What you are asked to do: Copy the entries out again in full.

(Saved entries)
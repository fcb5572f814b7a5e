//! C-compatible type definitions for FFI boundary.
//!
//! These types are designed to be used across the Rust/C++ boundary.

use anofox_fcst_eval::{EvalError, Evaluator};
use libc::{c_char, c_double, size_t};

/// Error codes for FFI boundary.
#[repr(C)]
#[derive(Debug, Clone, Copy, PartialEq, Eq)]
pub enum ErrorCode {
    Success = 0,
    NullPointer = 1,
    InvalidInput = 2,
    AllocationError = 4,
    InvalidMetric = 5,
    InvalidParameter = 9,
    InternalError = 10,
    MissingColumn = 11,
    PastMetricsMissing = 12,
    PredictionLengthMismatch = 13,
    IndexMismatch = 14,
    PanicCaught = 15,
}

impl From<&EvalError> for ErrorCode {
    fn from(err: &EvalError) -> Self {
        match err {
            EvalError::InvalidInput(_) => ErrorCode::InvalidInput,
            EvalError::InvalidMetric(_) => ErrorCode::InvalidMetric,
            EvalError::InvalidParameter { .. } => ErrorCode::InvalidParameter,
            EvalError::MissingColumn(_) => ErrorCode::MissingColumn,
            EvalError::PastMetricsMissing => ErrorCode::PastMetricsMissing,
            EvalError::PredictionLengthMismatch { .. } => ErrorCode::PredictionLengthMismatch,
            EvalError::IndexMismatch => ErrorCode::IndexMismatch,
        }
    }
}

/// Error structure with message buffer for FFI.
#[repr(C)]
pub struct AnofoxError {
    pub code: ErrorCode,
    pub message: [c_char; 256],
}

impl AnofoxError {
    /// Create a success error (no error).
    pub fn success() -> Self {
        Self {
            code: ErrorCode::Success,
            message: [0; 256],
        }
    }

    /// Set an error with code and message.
    pub fn set_error(&mut self, code: ErrorCode, msg: &str) {
        self.code = code;
        let bytes = msg.as_bytes();
        let len = bytes.len().min(255);
        for (i, &b) in bytes[..len].iter().enumerate() {
            self.message[i] = b as c_char;
        }
        self.message[len] = 0; // Null terminator
    }

    /// Message as a Rust string, up to the null terminator.
    pub fn message_str(&self) -> String {
        let bytes: Vec<u8> = self
            .message
            .iter()
            .take_while(|&&c| c != 0)
            .map(|&c| c as u8)
            .collect();
        String::from_utf8_lossy(&bytes).into_owned()
    }
}

impl Default for AnofoxError {
    fn default() -> Self {
        Self::success()
    }
}

/// Named numeric column of a [`SeriesTable`].
///
/// The validity bitmask follows DuckDB's convention where bit i of validity[i/64]
/// indicates if element i is valid (1) or NULL (0). NULL entries become NaN.
#[repr(C)]
pub struct DataColumn {
    /// Null-terminated column name, e.g. "target", "mean" or "0.9"
    pub name: *const c_char,
    /// Pointer to the data values (table length elements)
    pub data: *const c_double,
    /// Pointer to validity bitmask (NULL means all valid)
    pub validity: *const u64,
}

/// Multi-series table passed across the boundary.
///
/// Rows of one item must be contiguous and in chronological order.
#[repr(C)]
pub struct SeriesTable {
    /// Null-terminated item id per row
    pub item_ids: *const *const c_char,
    /// Timestamp per row, microseconds since epoch
    pub timestamps: *const i64,
    /// Number of rows
    pub length: size_t,
    /// Pointer to the columns
    pub columns: *const DataColumn,
    /// Number of columns
    pub n_columns: size_t,
}

/// Opaque evaluator handle owned by the caller.
///
/// Created by `anofox_eval_evaluator_new`, released by `anofox_eval_evaluator_free`.
pub struct EvaluatorHandle {
    pub(crate) inner: Evaluator,
}

/// Capacity of metric name output buffers, including the terminator.
pub const METRIC_NAME_CAPACITY: usize = 32;

#[cfg(test)]
mod tests {
    use super::*;

    #[test]
    fn test_error_code_from_eval_error() {
        assert_eq!(
            ErrorCode::from(&EvalError::PastMetricsMissing),
            ErrorCode::PastMetricsMissing
        );
        assert_eq!(
            ErrorCode::from(&EvalError::InvalidMetric("x".into())),
            ErrorCode::InvalidMetric
        );
        // Codes agree with the core crate's numbering.
        for err in [
            EvalError::InvalidInput("x".into()),
            EvalError::MissingColumn("mean".into()),
            EvalError::IndexMismatch,
        ] {
            assert_eq!(ErrorCode::from(&err) as i32, err.to_code());
        }
    }

    #[test]
    fn test_message_truncated_and_terminated() {
        let mut error = AnofoxError::default();
        let long = "x".repeat(400);
        error.set_error(ErrorCode::InvalidInput, &long);
        assert_eq!(error.message[255], 0);
        assert_eq!(error.message_str().len(), 255);
    }
}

Task answer:
repository fcb5572f814b7a5e
//! C-compatible type definitions for FFI boundary.
//!
//! These types are designed to be used across the Rust/C++ boundary.

use anofox_fcst_eval::{EvalError, Evaluator};
use libc::{c_char, c_double, size_t};

/// Error codes for FFI boundary.
#[repr(C)]
#[derive(Debug, Clone, Copy, PartialEq, Eq)]
pub enum ErrorCode {
    Success = 0,
    NullPointer = 1,
    InvalidInput = 2,
    AllocationError = 4,
    InvalidMetric = 5,
    InvalidParameter = 9,
    InternalError = 10,
    MissingColumn = 11,
    PastMetricsMissing = 12,
    PredictionLengthMismatch = 13,
    IndexMismatch = 14,
    PanicCaught = 15,
}

impl From<&EvalError> for ErrorCode {
    fn from(err: &EvalError) -> Self {
        match err {
            EvalError::InvalidInput(_) => ErrorCode::InvalidInput,
            EvalError::InvalidMetric(_) => ErrorCode::InvalidMetric,
            EvalError::InvalidParameter { .. } => ErrorCode::InvalidParameter,
            EvalError::MissingColumn(_) => ErrorCode::MissingColumn,
            EvalError::PastMetricsMissing => ErrorCode::PastMetricsMissing,
            EvalError::PredictionLengthMismatch { .. } => ErrorCode::PredictionLengthMismatch,
            EvalError::IndexMismatch => ErrorCode::IndexMismatch,
        }
    }
}

/// Error structure with message buffer for FFI.
#[repr(C)]
pub struct AnofoxError {
    pub code: ErrorCode,
    pub message: [c_char; 256],
}

impl AnofoxError {
    /// Create a success error (no error).
    pub fn success() -> Self {
        Self {
            code: ErrorCode::Success,
            message: [0; 256],
        }
    }

    /// Set an error with code and message.
    pub fn set_error(&mut self, code: ErrorCode, msg: &str) {
        self.code = code;
        let bytes = msg.as_bytes();
        let len = bytes.len().min(255);
        for (i, &b) in bytes[..len].iter().enumerate() {
            self.message[i] = b as c_char;
        }
        self.message[len] = 0; // Null terminator
    }

    /// Message as a Rust string, up to the null terminator.
    pub fn message_str(&self) -> String {
        let bytes: Vec<u8> = self
            .message
            .iter()
            .take_while(|&&c| c != 0)
            .map(|&c| c as u8)
            .collect();
        String::from_utf8_lossy(&bytes).into_owned()
    }
}

impl Default for AnofoxError {
    fn default() -> Self {
        Self::success()
    }
}

/// Named numeric column of a [`SeriesTable`].
///
/// The validity bitmask follows DuckDB's convention where bit i of validity[i/64]
/// indicates if element i is valid (1) or NULL (0). NULL entries become NaN.
#[repr(C)]
pub struct DataColumn {
    /// Null-terminated column name, e.g. "target", "mean" or "0.9"
    pub name: *const c_char,
    /// Pointer to the data values (table length elements)
    pub data: *const c_double,
    /// Pointer to validity bitmask (NULL means all valid)
    pub validity: *const u64,
}

/// Multi-series table passed across the boundary.
///
/// Rows of one item must be contiguous and in chronological order.
#[repr(C)]
pub struct SeriesTable {
    /// Null-terminated item id per row
    pub item_ids: *const *const c_char,
    /// Timestamp per row, microseconds since epoch
    pub timestamps: *const i64,
    /// Number of rows
    pub length: size_t,
    /// Pointer to the columns
    pub columns: *const DataColumn,
    /// Number of columns
    pub n_columns: size_t,
}

/// Opaque evaluator handle owned by the caller.
///
/// Created by `anofox_eval_evaluator_new`, released by `anofox_eval_evaluator_free`.
pub struct EvaluatorHandle {
    pub(crate) inner: Evaluator,
}

/// Capacity of metric name output buffers, including the terminator.
pub const METRIC_NAME_CAPACITY: usize = 32;

#[cfg(test)]
mod tests {
    use super::*;

    #[test]
    fn test_error_code_from_eval_error() {
        assert_eq!(
            ErrorCode::from(&EvalError::PastMetricsMissing),
            ErrorCode::PastMetricsMissing
        );
        assert_eq!(
            ErrorCode::from(&EvalError::InvalidMetric("x".into())),
            ErrorCode::InvalidMetric
        );
        // Codes agree with the core crate's numbering.
        for err in [
            EvalError::InvalidInput("x".into()),
            EvalError::MissingColumn("mean".into()),
            EvalError::IndexMismatch,
        ] {
            assert_eq!(ErrorCode::from(&err) as i32, err.to_code());
        }
    }

    #[test]
    fn test_message_truncated_and_terminated() {
        let mut error = AnofoxError::default();
        let long = "x".repeat(400);
        error.set_error(ErrorCode::InvalidInput, &long);
        assert_eq!(error.message[255], 0);
        assert_eq!(error.message_str().len(), 255);
    }
}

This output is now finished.